Mulheres in Capitu: traz o feminismo para o palco.

Foto: Camila Dias

Foto: Camila Dias

Um dos maiores elogios que tenho a Mulheres in Capitu é que não é para homens. É para toda a sociedade.


A imagem de Capitu, personagem de Machado de Assis da Obra Dom Casmurro já faz parte do imaginário nacional, e a velha dúvida paira há mais de uma século: Capitu traiu ou não Bento Santiago? A obra de Assis é construída em primeira pessoa, e quem narra os acontecimentos - é o próprio Bentinho - não deveríamos nos preocupar sobre o possível "crime" de Capitu, mas sim com a cabeça doentia e insana de Bentinho. Na minha concepção aí está a genialidade machadiana.


A obra literária se torna única, e adaptações para o teatro tendem a minimizar a obra, caindo em certos clichês e empobrecendo o debate, principalmente sobre o pecado ou não de Capitu. Entendo que o enredo de Dom Casmurro pertença a literatura, pelas características da obra, e quando soube da temática presente no espetáculo admito que me preocupei, imaginei que a sua dramaturgia iria explorar a figura, já desgastada de Capitu, seus crimes e pecados morais.


Ao abrir as portas do teatro nos deparamos com uma cena posta com as atrizes Bianca Cristina e Andressa Costacurta, a luz bem colocada e recortada cria uma verdadeira obra de arte composta por uma tela de sombras. O espetáculo é conduzido inicialmente sem diálogos. Se instala uma tensão e a pegada performática cobra das atrizes um bom trabalho de corpo, com isso, o expectador havia até se esquecido do enredo de Dom Casmurro.
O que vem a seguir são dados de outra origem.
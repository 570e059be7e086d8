//! HTTP server setup and configuration.
//!
//! # Responsibilities
//! - Create Axum Router with the lookup handler
//! - Wire up middleware (request ID, access logs, timeout)
//! - Serve on a bound listener until shutdown is signalled

use axum::{http::StatusCode, routing::get, Router};
use std::sync::Arc;
use std::time::Duration;
use tokio::net::TcpListener;
use tokio::sync::broadcast;
use tower::ServiceBuilder;
use tower_http::{
    request_id::{PropagateRequestIdLayer, SetRequestIdLayer},
    timeout::TimeoutLayer,
    trace::TraceLayer,
};

use crate::config::ServiceConfig;
use crate::http::handlers::{get_user, USER_ROUTE};
use crate::http::request::MakeRequestUuidV4;
use crate::observability::Telemetry;
use crate::service::UserService;
use crate::store::UserStore;

/// Application state injected into handlers.
#[derive(Clone)]
pub struct AppState {
    pub telemetry: Arc<Telemetry>,
    pub users: Arc<UserService>,
}

/// HTTP server for the lookup service.
pub struct HttpServer {
    router: Router,
    config: ServiceConfig,
}

impl HttpServer {
    /// Create a new HTTP server with the given configuration.
    pub fn new(config: ServiceConfig, telemetry: Arc<Telemetry>, store: UserStore) -> Self {
        let users = UserService::new(
            store,
            &telemetry,
            Duration::from_millis(config.pipeline.processing_delay_ms),
        );

        let state = AppState {
            telemetry,
            users: Arc::new(users),
        };

        let router = Self::build_router(&config, state);
        Self { router, config }
    }

    /// Build the Axum router with all middleware layers.
    ///
    /// Outermost first: the request ID is assigned before the access log
    /// sees the request, and echoed on every response including timeouts.
    fn build_router(config: &ServiceConfig, state: AppState) -> Router {
        let middleware = ServiceBuilder::new()
            .layer(SetRequestIdLayer::x_request_id(MakeRequestUuidV4))
            .layer(TraceLayer::new_for_http())
            .layer(PropagateRequestIdLayer::x_request_id())
            .layer(TimeoutLayer::with_status_code(
                StatusCode::REQUEST_TIMEOUT,
                Duration::from_secs(config.timeouts.request_secs),
            ));

        Router::new()
            .route(USER_ROUTE, get(get_user))
            .with_state(state)
            .layer(middleware)
    }

    /// Run the server on `listener` until `shutdown` fires.
    ///
    /// In-flight requests are allowed to finish before this returns.
    pub async fn run(
        self,
        listener: TcpListener,
        mut shutdown: broadcast::Receiver<()>,
    ) -> Result<(), std::io::Error> {
        let addr = listener.local_addr()?;
        tracing::info!(
            address = %addr,
            "HTTP server starting"
        );

        axum::serve(listener, self.router)
            .with_graceful_shutdown(async move {
                let _ = shutdown.recv().await;
                tracing::info!("Shutdown signal received");
            })
            .await?;

        tracing::info!("HTTP server stopped");
        Ok(())
    }

    /// Get a reference to the config.
    pub fn config(&self) -> &ServiceConfig {
        &self.config
    }
}
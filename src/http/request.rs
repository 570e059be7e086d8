//! Request identification.
//!
//! # Responsibilities
//! - Generate a unique request ID (UUID v4) when the client sent none
//! - Expose the ID to handlers so it can be attached to the inbound span
//!
//! # Design Decisions
//! - Request ID added as early as possible so access logs carry it
//! - The same header is propagated back on the response

use axum::http::{HeaderMap, HeaderValue, Request};
use tower_http::request_id::{MakeRequestId, RequestId};
use uuid::Uuid;

/// Header carrying the request ID.
pub const X_REQUEST_ID: &str = "x-request-id";

/// Generates UUID v4 request IDs.
#[derive(Debug, Clone, Copy, Default)]
pub struct MakeRequestUuidV4;

impl MakeRequestId for MakeRequestUuidV4 {
    fn make_request_id<B>(&mut self, _request: &Request<B>) -> Option<RequestId> {
        HeaderValue::from_str(&Uuid::new_v4().to_string())
            .ok()
            .map(RequestId::new)
    }
}

/// Read the request ID from `headers`, if present and printable.
pub fn request_id(headers: &HeaderMap) -> Option<&str> {
    headers.get(X_REQUEST_ID).and_then(|v| v.to_str().ok())
}
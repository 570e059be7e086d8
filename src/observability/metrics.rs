//! Metrics collection and periodic export.
//!
//! # Responsibilities
//! - Build the meter provider with a periodic reader
//! - Register the service's instruments once at startup
//! - Provide cheap recording helpers used on every request
//!
//! # Metrics
//! - `http_requests_total` (counter): requests by route
//! - `db_query_duration_ms` (histogram): data query latency by query kind
//! - `db_pool_connections_open` / `db_pool_connections_idle` (observable gauges):
//!   connection pool occupancy, read on every collection
//!
//! # Design Decisions
//! - Instruments are created once and cloned into every request path
//! - Aggregation is internal to the SDK and safe under concurrent updates
//! - Export failures are reported by the SDK's internal logs and never reach callers

use std::sync::Arc;
use std::time::Duration;

use opentelemetry::metrics::{Counter, Histogram, Meter, ObservableGauge};
use opentelemetry::KeyValue;
use opentelemetry_sdk::metrics::exporter::PushMetricExporter;
use opentelemetry_sdk::metrics::{PeriodicReader, SdkMeterProvider};
use opentelemetry_sdk::Resource;

pub const METER_NAME: &str = "sqlite-metrics";
pub const HTTP_REQUESTS_TOTAL: &str = "http_requests_total";
pub const DB_QUERY_DURATION_MS: &str = "db_query_duration_ms";
pub const DB_POOL_CONNECTIONS_OPEN: &str = "db_pool_connections_open";
pub const DB_POOL_CONNECTIONS_IDLE: &str = "db_pool_connections_idle";

/// Point-in-time view of the data store connection pool.
#[derive(Debug, Clone, Copy, Default, PartialEq, Eq)]
pub struct PoolStats {
    pub open: u64,
    pub idle: u64,
}

/// Handles for the pool gauges. Their callbacks run on every collection for
/// the lifetime of the meter provider.
#[derive(Debug, Clone)]
pub struct PoolGauges {
    _open: ObservableGauge<u64>,
    _idle: ObservableGauge<u64>,
}

impl PoolGauges {
    /// Register both gauges on `meter`, sampling `stats` at collection time.
    pub fn register<F>(meter: &Meter, stats: F) -> Self
    where
        F: Fn() -> PoolStats + Send + Sync + 'static,
    {
        let stats = Arc::new(stats);

        let sample = stats.clone();
        let open = meter
            .u64_observable_gauge(DB_POOL_CONNECTIONS_OPEN)
            .with_description("Connections currently held by the pool")
            .with_callback(move |observer| {
                observer.observe((*sample)().open, &[KeyValue::new("db.system", "sqlite")]);
            })
            .build();

        let idle = meter
            .u64_observable_gauge(DB_POOL_CONNECTIONS_IDLE)
            .with_description("Pooled connections not checked out")
            .with_callback(move |observer| {
                observer.observe((*stats)().idle, &[KeyValue::new("db.system", "sqlite")]);
            })
            .build();

        Self {
            _open: open,
            _idle: idle,
        }
    }
}

/// Build a meter provider that pushes to `exporter` every `interval`.
pub fn meter_provider<E>(exporter: E, interval: Duration, resource: Resource) -> SdkMeterProvider
where
    E: PushMetricExporter,
{
    let reader = PeriodicReader::builder(exporter)
        .with_interval(interval)
        .build();

    SdkMeterProvider::builder()
        .with_reader(reader)
        .with_resource(resource)
        .build()
}

/// The instruments shared by all requests.
#[derive(Clone)]
pub struct Instruments {
    requests: Counter<u64>,
    query_duration: Histogram<f64>,
}

impl Instruments {
    /// Create the service's instruments on `meter`.
    pub fn register(meter: &Meter) -> Self {
        let requests = meter
            .u64_counter(HTTP_REQUESTS_TOTAL)
            .with_description("Total number of HTTP requests received")
            .build();
        let query_duration = meter
            .f64_histogram(DB_QUERY_DURATION_MS)
            .with_description("Duration of data store queries")
            .with_unit("ms")
            .build();

        Self {
            requests,
            query_duration,
        }
    }

    /// Count one request on `route`.
    pub fn record_request(&self, route: &'static str) {
        self.requests.add(1, &[KeyValue::new("route", route)]);
    }

    /// Record how long a `query` took, in milliseconds.
    pub fn record_query(&self, query: &'static str, elapsed: Duration) {
        self.query_duration.record(
            elapsed.as_secs_f64() * 1000.0,
            &[KeyValue::new("query", query)],
        );
    }
}
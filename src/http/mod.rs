//! HTTP protocol handling subsystem.
//!
//! # Data Flow
//! ```text
//! TCP connection
//!     → server.rs (Axum setup, middleware)
//!     → request.rs (request ID)
//!     → handlers.rs (inbound span, request counter)
//!     → service::UserService (lookup + query spans)
//!     → response.rs (JSON body or JSON error)
//!     → Send to client
//! ```

pub mod handlers;
pub mod request;
pub mod response;
pub mod server;

pub use handlers::USER_ROUTE;
pub use request::{MakeRequestUuidV4, X_REQUEST_ID};
pub use response::{ApiError, ErrorBody, UserResponse};
pub use server::{AppState, HttpServer};
//! Configuration management subsystem.
//!
//! # Data Flow
//! ```text
//! config file (TOML, optional)
//!     → loader.rs (parse & deserialize)
//!     → CLI overrides (--trace, --bind)
//!     → validation.rs (semantic checks)
//!     → ServiceConfig (validated, immutable)
//!     → handed to bootstrap, store and HTTP server
//! ```
//!
//! # Design Decisions
//! - Config is immutable once loaded; there is no reload
//! - All fields have defaults to allow minimal configs
//! - Validation separates syntactic (serde) from semantic checks

pub mod loader;
pub mod schema;
pub mod validation;

pub use loader::{load_config, read_config, ConfigError};
pub use schema::ListenerConfig;
pub use schema::LogFormat;
pub use schema::LoggingConfig;
pub use schema::PipelineConfig;
pub use schema::ServiceConfig;
pub use schema::StoreConfig;
pub use schema::TelemetryConfig;
pub use schema::TimeoutConfig;
pub use validation::{validate_config, ValidationError};
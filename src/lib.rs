//! Traced lookup service.
//!
//! A single-route HTTP service whose interest is its instrumentation: every
//! request produces a nested span triple and updates shared metric
//! instruments, all through providers bootstrapped once at startup.
//!
//! # Architecture Overview
//!
//! ```text
//!                 ┌──────────────────────────────────────────────────────────┐
//!                 │                     TRACED SERVICE                        │
//!                 │                                                           │
//!   GET /user/1   │  ┌──────────┐   ┌───────────────┐   ┌──────────────────┐  │
//!   ──────────────┼─▶│   http   │──▶│    service    │──▶│      store       │  │
//!                 │  │ handler  │   │ fetchUserByID │   │ SQL SELECT (pool)│  │
//!                 │  │  span    │   │     span      │   │      span        │  │
//!                 │  └────┬─────┘   └───────┬───────┘   └────────┬─────────┘  │
//!                 │       │ counter         │                    │ histogram  │
//!                 │       ▼                 ▼                    ▼            │
//!                 │  ┌─────────────────────────────────────────────────────┐  │
//!                 │  │ observability: Telemetry (tracer + meter providers) │  │
//!                 │  │   spans → batch → stdout | jaeger                   │  │
//!                 │  │   metrics → periodic reader → stdout                │  │
//!                 │  └─────────────────────────────────────────────────────┘  │
//!                 │  ┌─────────┐  ┌──────────────────────────────────────┐    │
//!                 │  │ config  │  │ lifecycle: startup / shutdown        │    │
//!                 │  └─────────┘  └──────────────────────────────────────┘    │
//!                 └──────────────────────────────────────────────────────────┘
//! ```

// Core subsystems
pub mod config;
pub mod http;
pub mod service;
pub mod store;

// Cross-cutting concerns
pub mod lifecycle;
pub mod observability;

pub use config::ServiceConfig;
pub use http::HttpServer;
pub use lifecycle::{Service, Shutdown};
pub use observability::Telemetry;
A dramaturgia revela a escolha de uma personagem que da fala e empoderamento ao discurso feminino, não se trata de uma simples Capitu da imaginação de Bentinho vindo da genialidade machadiana, mas sim diversas "capitulinas" tão presentes e comuns no cotidiano. As cenas se constroem de maneira inteligente, formam uma coreografia de explosão em relação a questão de gênero, vale ressaltar o bom uso dos tecidos em cena dando-lhe formas e simbologias. Sobre o cenário, uma única cadeira que se insere nas ações e na construção das cenas, inclusive valoriza aqueles que possuem olhares mais atenciosos e detalhistas. Até mesmo a trilha sonora, que apresenta músicas conhecidas com vocais encaixam bem no espetáculo não caindo no desvio da cena ou na mera ilustração da letra, isso sem dúvida destaca o bom trabalho das atrizes e a maestria na direção.


Em tempos em que tudo cai no revisionismo, e o feminismo vem sendo visto como mero discurso político de determinada ideologia. Especialistas, na grande maioria homens, tendem a desvalorizar a presença da mulher "O especialista é um conspirador contra os leigos", dizia George Bernard Shaw, e chegamos a assistir mulheres que se assumem contra qualquer proposta feminista, com o orgulho de um especialista de bons argumentos e boas construções racionais, esquecendo o cotidiano terrível e leigo de uma sociedade machista e patriarcalista.


André Anelli assina a direção do espetáculo Mulheres in Capitu, que foi contemplado pelo prêmio Aniceto Matti da Secretaria Municipal de Cultura de Maringá. Espetáculo que surpreende que destaca a voz da mulher, as as diversas capitulinas que sendo mulheres, putas, vadias, santas, mães... São sufocadas, julgadas e dia após dia por tantos Bentinhos que obviamente não somavam na plateia, e possivelmente, não aplaudiriam em pé a obra prima desse espetáculo.